Иван Толстой: Следующий участник нашей передачи – западногерманская славистка Фэри фон Лилиенфельд.
Фэри фон Лилиенфельд: Я видела, как Яков Соломонович защищал чистую, честную науку, когда, например, распространялась в петербургских исторических кругах идея, что это их прерогатива все изучать, а если москвичи берутся за такие темы, они не имеют право вмешиваться. Яков Соломонович защищал право и московских исследователей – там были как раз найдены рукописи и автографы преподобного Нила Сорского, и была дискуссия, кто их открыл, и кто имел право их опубликовать. Он очень справедливо и за науку все время стоял. Когда приехала в Петербург Джейн Холенд, которая писала свою докторскую про жидовствующих новгородских, у нее были очень точные наблюдения над рукописями, но в Англии почти все видные историки, причем и историки из русской эмиграции, были против ее мнения о роли архиепископа Геннадия Новгородского и Иосифа Волоколамского во всем этом вопросе. И тогда Яков Соломонович старался дать ей возможность работать и поддерживал ее, хотя он не был согласен со всеми ее тезисами. В нем очень выражено, что хотя ты большой специалист в своей специальной области, ты не сузился только на нее. В нем была очень выражена эта идея честности в науке. И при этом он был не борцом, но всегда любезным. Очень гуманный, агностик, но полон любви к молодым людям, которые начинают работу. Для меня он всегда был ярким представителем русской интеллигенции, и всегда для меня Яков Соломонович был очень ярким представителем этого особого тайного ордена.
Иван Толстой: Я позвонил в Иерусалим старинному другу Якова Соломоновича, профессору русской литературы Илье Захаровичу Серману.
Илья Серман: Мы познакомились с ним в самом начале 60-х годов. Так что уже более 30 лет.
Иван Толстой: Это что, пушкинодомское знакомство?
Илья Серман: Да, нас туда примерно в одни годы приняли на работу, когда стало возможно в Советском Союзе принимать людей еврейской национальности, но в разные сектора. Он был у Лихачева, я – в Секторе новой литературы.
Иван Толстой: Что было у вас на алтаре общей дружбы?
Илья Серман: Мы поняли друг друга, нашли, что у нас есть общие интересы. В частности, нашими общими интересами в то время были Булгаков, Ильф и Петров, и мы с ним написали первую, после 30-летнего молчания о Булгакове в советской критике, статью. Она называлась «От «Белой Гвардии» к «Дням «Турбиных»». Она сломала тот лед, которым был окружен Булгаков, и с тех пор стали о нем писать и другие.
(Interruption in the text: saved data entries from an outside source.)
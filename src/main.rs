//! Stack server entry point.
//!
//! Loads configuration, initializes logging, and dispatches the selected
//! subcommand (`serve` by default).

use clap::{Parser, Subcommand};
use tracing_subscriber::{EnvFilter, fmt};
use uuid::Uuid;

use stack_auth::JwtEncoder;
use stack_core::config::AppConfig;
use stack_core::error::AppError;
use stack_database::DatabasePool;

/// Stack document service
#[derive(Debug, Parser)]
#[command(name = "stack-server", version, about, long_about = None)]
struct Cli {
    /// Configuration overlay to load from `config/{env}.toml`
    #[arg(short, long, env = "STACK_ENV", default_value = "development")]
    env: String,

    /// Subcommand to execute
    #[command(subcommand)]
    command: Option<Commands>,
}

/// Top-level commands
#[derive(Debug, Subcommand)]
enum Commands {
    /// Start the HTTP server
    Serve,
    /// Apply pending database migrations and exit
    Migrate,
    /// Mint an access token for local testing
    Token {
        /// User ID to place in the `sub` claim
        #[arg(long)]
        user: Uuid,
        /// Optional display name
        #[arg(long)]
        name: Option<String>,
    },
}

#[tokio::main]
async fn main() {
    let cli = Cli::parse();

    let config = match AppConfig::load(&cli.env) {
        Ok(c) => c,
        Err(e) => {
            eprintln!("Failed to load configuration: {e}");
            std::process::exit(1);
        }
    };

    init_logging(&config);

    if let Err(e) = execute(cli.command.unwrap_or(Commands::Serve), config).await {
        tracing::error!("{e}");
        std::process::exit(1);
    }
}

async fn execute(command: Commands, config: AppConfig) -> Result<(), AppError> {
    match command {
        Commands::Serve => stack_api::run_server(config).await,
        Commands::Migrate => {
            let db = DatabasePool::connect_and_migrate(&config.database).await?;
            db.close().await;
            tracing::info!("Database migrations complete");
            Ok(())
        }
        Commands::Token { user, name } => {
            let encoder = JwtEncoder::new(&config.auth);
            let (token, expires_at) = encoder.generate_access_token(user, name.as_deref())?;
            println!("{token}");
            tracing::info!(user_id = %user, %expires_at, "Access token issued");
            Ok(())
        }
    }
}

/// Initialize tracing. `RUST_LOG` takes precedence over `logging.level`.
fn init_logging(config: &AppConfig) {
    let filter =
        EnvFilter::try_from_default_env().unwrap_or_else(|_| EnvFilter::new(&config.logging.level));

    match config.logging.format.as_str() {
        "json" => {
            fmt()
                .json()
                .with_env_filter(filter)
                .with_target(true)
                .with_thread_ids(true)
                .init();
        }
        _ => {
            fmt()
                .pretty()
                .with_env_filter(filter)
                .with_target(true)
                .init();
        }
    }
}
Иван Толстой: Какие черты Якова Соломоновича вы могли бы выделить как наиболее характерные, яркие?
Илья Серман: Мне кажется, что это прежде всего независимость его мысли, нежелание идти на какие-либо компромиссы, нежелание уступать какой-либо моде, политической или научной, вера в собственные научные принципы, в тот круг демократических идей, которыми он всю жизнь руководствовался.
Иван Толстой: А уже после вашей эмиграции у вас была какая-то переписка?
Илья Серман: У нас была и переписка, и мы встречались за границей. Потом он и его жена приезжали к нам в Израиль, мы видели их в Америке, в Париже. В общем, встречались, когда для них стали возможны поездки за границу. А переписывались не очень часто, пока это было затруднено.
Иван Толстой: А какое ваше мнение о книге Якова Соломоновича, подписанной псевдонимом Курдюмов и посвященной Ильфу и Петрову?
Илья Серман: Я думаю, что это до сих пор лучшая книга об этих писателях, хотя сам Яков Соломонович считал, что книга посвящена, в основном, месту Ильфа и Петрова в общественной мысли. Но, по-моему, это настоящая историко-литературная работа, где дан и анализ творчества этих писателей, дан впервые очень интересный анализ их фельетонов, о которых, как правило, писали меньше, хотя читатели ими всегда восхищались. Я думаю, что это до сих пор и лучшая, и классическая работа об Ильфе и Петрове - ничего лучше с тех пор пока не появлялось.
Иван Толстой: Илья Захарович, а имя Якова Соломоновича известно за пределами России?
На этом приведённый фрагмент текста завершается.